_Record excerpts_
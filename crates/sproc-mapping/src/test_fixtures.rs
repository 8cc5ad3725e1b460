//! Shared models and cursors for the mapping tests

use async_trait::async_trait;
use chrono::NaiveDateTime;
use sproc_core::{
    AsyncCursor, CancellationToken, Cursor, CursorSchema, MemoryCursor, ProcError, Result,
    ResultCursor, Value,
};
use std::sync::Arc;
use std::sync::atomic::{AtomicUsize, Ordering};

#[derive(Debug, Default, Clone, Copy, PartialEq, Eq)]
pub(crate) enum Flag {
    #[default]
    Off = 0,
    On = 1,
}

impl TryFrom<i32> for Flag {
    type Error = ();

    fn try_from(raw: i32) -> std::result::Result<Self, ()> {
        match raw {
            0 => Ok(Flag::Off),
            1 => Ok(Flag::On),
            _ => Err(()),
        }
    }
}

impl From<Flag> for i32 {
    fn from(flag: Flag) -> i32 {
        flag as i32
    }
}

sproc_core::impl_enum_column!(Flag, i32);

#[derive(Debug, Default, Clone, PartialEq)]
pub(crate) struct Model {
    pub(crate) id: i64,
    pub(crate) name: Option<String>,
    pub(crate) date: NaiveDateTime,
    pub(crate) flag: Flag,
}

crate::impl_from_row!(Model {
    id: i64,
    name: Option<String>,
    date: NaiveDateTime,
    flag as "NameWithUnderscore": Flag,
});

#[derive(Debug, Default, Clone, PartialEq, Eq)]
pub(crate) struct KeyValue {
    pub(crate) key: i32,
    pub(crate) value: String,
}

crate::impl_from_row!(KeyValue {
    key: i32,
    value: String,
});

pub(crate) fn model_schema() -> CursorSchema {
    CursorSchema::new(["Id", "Name", "Date", "NameWithUnderscore"])
}

pub(crate) fn model_row(id: i64, name: Option<&str>) -> Vec<Value> {
    vec![
        Value::Int64(id),
        name.map_or(Value::Null, |n| Value::String(n.to_string())),
        Value::Null,
        Value::Int64(id % 2),
    ]
}

pub(crate) fn model_cursor(rows: usize) -> MemoryCursor {
    let rows = (1..=rows as i64)
        .map(|id| model_row(id, Some(&format!("name {id}"))))
        .collect();
    MemoryCursor::new(model_schema(), rows)
}

pub(crate) fn key_value_cursor(pairs: &[(i32, &str)]) -> MemoryCursor {
    let rows = pairs
        .iter()
        .map(|(k, v)| vec![Value::Int32(*k), Value::String(v.to_string())])
        .collect();
    MemoryCursor::new(CursorSchema::new(["key", "value"]), rows)
}

/// Memory cursor that can cancel a token or fail after delivering a number
/// of rows, report one row's cells as unconvertible, and counts fetches and
/// releases
pub(crate) struct ScriptedCursor {
    inner: MemoryCursor,
    delivered: usize,
    attempts: usize,
    cancel_after: Option<(usize, CancellationToken)>,
    fail_after: Option<usize>,
    bad_row: Option<usize>,
    releases: Arc<AtomicUsize>,
}

impl ScriptedCursor {
    pub(crate) fn new(inner: MemoryCursor) -> Self {
        Self {
            inner,
            delivered: 0,
            attempts: 0,
            cancel_after: None,
            fail_after: None,
            bad_row: None,
            releases: Arc::new(AtomicUsize::new(0)),
        }
    }

    pub(crate) fn cancel_after(mut self, rows: usize, token: CancellationToken) -> Self {
        self.cancel_after = Some((rows, token));
        self
    }

    pub(crate) fn fail_after(mut self, rows: usize) -> Self {
        self.fail_after = Some(rows);
        self
    }

    /// Row `row` (1-based) fails every cell read with a conversion error
    pub(crate) fn bad_row(mut self, row: usize) -> Self {
        self.bad_row = Some(row);
        self
    }

    pub(crate) fn attempts(&self) -> usize {
        self.attempts
    }

    pub(crate) fn releases(&self) -> Arc<AtomicUsize> {
        self.releases.clone()
    }

    pub(crate) fn inner(&self) -> &MemoryCursor {
        &self.inner
    }

    fn step(&mut self) -> Result<bool> {
        self.attempts += 1;
        if self.fail_after == Some(self.delivered) {
            return Err(ProcError::Transport("connection reset".into()));
        }
        let more = self.inner.advance()?;
        if more {
            self.delivered += 1;
            if let Some((rows, token)) = &self.cancel_after {
                if *rows == self.delivered {
                    token.cancel();
                }
            }
        }
        Ok(more)
    }
}

impl ResultCursor for ScriptedCursor {
    fn schema(&self) -> &CursorSchema {
        self.inner.schema()
    }

    fn value(&self, ordinal: usize) -> Result<&Value> {
        if self.bad_row == Some(self.delivered) {
            return Err(ProcError::Conversion("bad cell".into()));
        }
        self.inner.value(ordinal)
    }

    fn release(&mut self) {
        self.releases.fetch_add(1, Ordering::SeqCst);
    }
}

impl Cursor for ScriptedCursor {
    fn advance(&mut self) -> Result<bool> {
        self.step()
    }
}

#[async_trait]
impl AsyncCursor for ScriptedCursor {
    async fn advance_async(&mut self, _cancel: &CancellationToken) -> Result<bool> {
        tokio::task::yield_now().await;
        self.step()
    }
}

/// Cursor whose fetch never completes
pub(crate) struct StalledCursor {
    schema: CursorSchema,
}

impl StalledCursor {
    pub(crate) fn new() -> Self {
        Self {
            schema: model_schema(),
        }
    }
}

impl ResultCursor for StalledCursor {
    fn schema(&self) -> &CursorSchema {
        &self.schema
    }

    fn value(&self, _ordinal: usize) -> Result<&Value> {
        Err(ProcError::NoCurrentRow)
    }
}

#[async_trait]
impl AsyncCursor for StalledCursor {
    async fn advance_async(&mut self, _cancel: &CancellationToken) -> Result<bool> {
        std::future::pending::<()>().await;
        Ok(false)
    }
}
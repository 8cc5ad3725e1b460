//! Tests for output value resolution

use crate::ParameterBinder;
use chrono::NaiveDate;
use pretty_assertions::assert_eq;
use sproc_core::{ProcError, Value};

#[test]
fn test_output_read_before_execution_fails_fast() {
    let mut binder = ParameterBinder::new();
    let total = binder.add_output::<i64>("total", None).unwrap();
    let collection = binder.finish();

    collection.set_value("total", Value::Int64(7)).unwrap();
    assert!(matches!(total.value(), Err(ProcError::NotExecuted(name)) if name == "total"));

    collection.mark_executed();
    assert_eq!(total.value().unwrap(), 7);
}

#[test]
fn test_nullable_output_over_null_is_absent() {
    let mut binder = ParameterBinder::new();
    let nullable = binder.add_output::<Option<i32>>("nullable", None).unwrap();
    let collection = binder.finish();
    collection.set_value("nullable", Value::Null).unwrap();
    collection.mark_executed();

    assert_eq!(nullable.value().unwrap(), None);
}

#[test]
fn test_non_nullable_output_over_null_fails() {
    let mut binder = ParameterBinder::new();
    let strict = binder.add_output::<i32>("nullable", None).unwrap();
    let collection = binder.finish();
    collection.mark_executed();

    let err = strict.value().unwrap_err();
    assert!(matches!(err, ProcError::NullCoercion { parameter } if parameter == "nullable"));
}

#[test]
fn test_text_output_over_null_needs_option() {
    let mut binder = ParameterBinder::new();
    let strict = binder.add_output::<String>("label", Some(255)).unwrap();
    let lenient = binder.add_output::<Option<String>>("label2", Some(255)).unwrap();
    let collection = binder.finish();
    collection.mark_executed();

    assert!(matches!(strict.value(), Err(ProcError::NullCoercion { .. })));
    assert_eq!(lenient.value().unwrap(), None);
}

#[test]
fn test_nullable_output_unwraps_converts_rewraps() {
    let mut binder = ParameterBinder::new();
    let widened = binder.add_output::<Option<i64>>("count", None).unwrap();
    let collection = binder.finish();
    collection.set_value("@count", Value::Int32(42)).unwrap();
    collection.mark_executed();

    assert_eq!(widened.value().unwrap(), Some(42));
}

#[test]
fn test_output_conversion_failure() {
    let mut binder = ParameterBinder::new();
    let date = binder.add_output::<NaiveDate>("created", None).unwrap();
    let collection = binder.finish();
    collection.set_value("created", Value::Bool(true)).unwrap();
    collection.mark_executed();

    assert!(matches!(date.value(), Err(ProcError::Conversion(_))));
}

#[test]
fn test_return_value_and_input_output() {
    let mut binder = ParameterBinder::new();
    binder.add_input_typed("boolean_to_return", true).unwrap();
    let status = binder.add_return_value::<bool>().unwrap();
    let counter = binder.add_input_output::<i32>("counter", 2, None).unwrap();
    let collection = binder.finish();

    assert_eq!(counter.raw(), Value::Int32(2));

    collection.set_value("RETURN_VALUE", Value::Int32(1)).unwrap();
    collection.set_value("counter", Value::Int32(7)).unwrap();
    collection.mark_executed();

    assert!(status.value().unwrap());
    assert_eq!(counter.value().unwrap(), 7);
    assert_eq!(counter.to_string(), "7");
}

#[test]
fn test_handles_share_the_parameter_slot() {
    let mut binder = ParameterBinder::new();
    let first = binder.add_output::<i32>("n", None).unwrap();
    let second = first.clone();
    let collection = binder.finish();
    collection.set_value("n", Value::Int32(3)).unwrap();
    collection.mark_executed();

    assert_eq!(first.value().unwrap(), 3);
    assert_eq!(second.value().unwrap(), 3);
    assert_eq!(collection.get("n").unwrap().value(), Value::Int32(3));
}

_Task_
How many of the lines above include the string "total"? Answer with the number only.

_Answer section_
4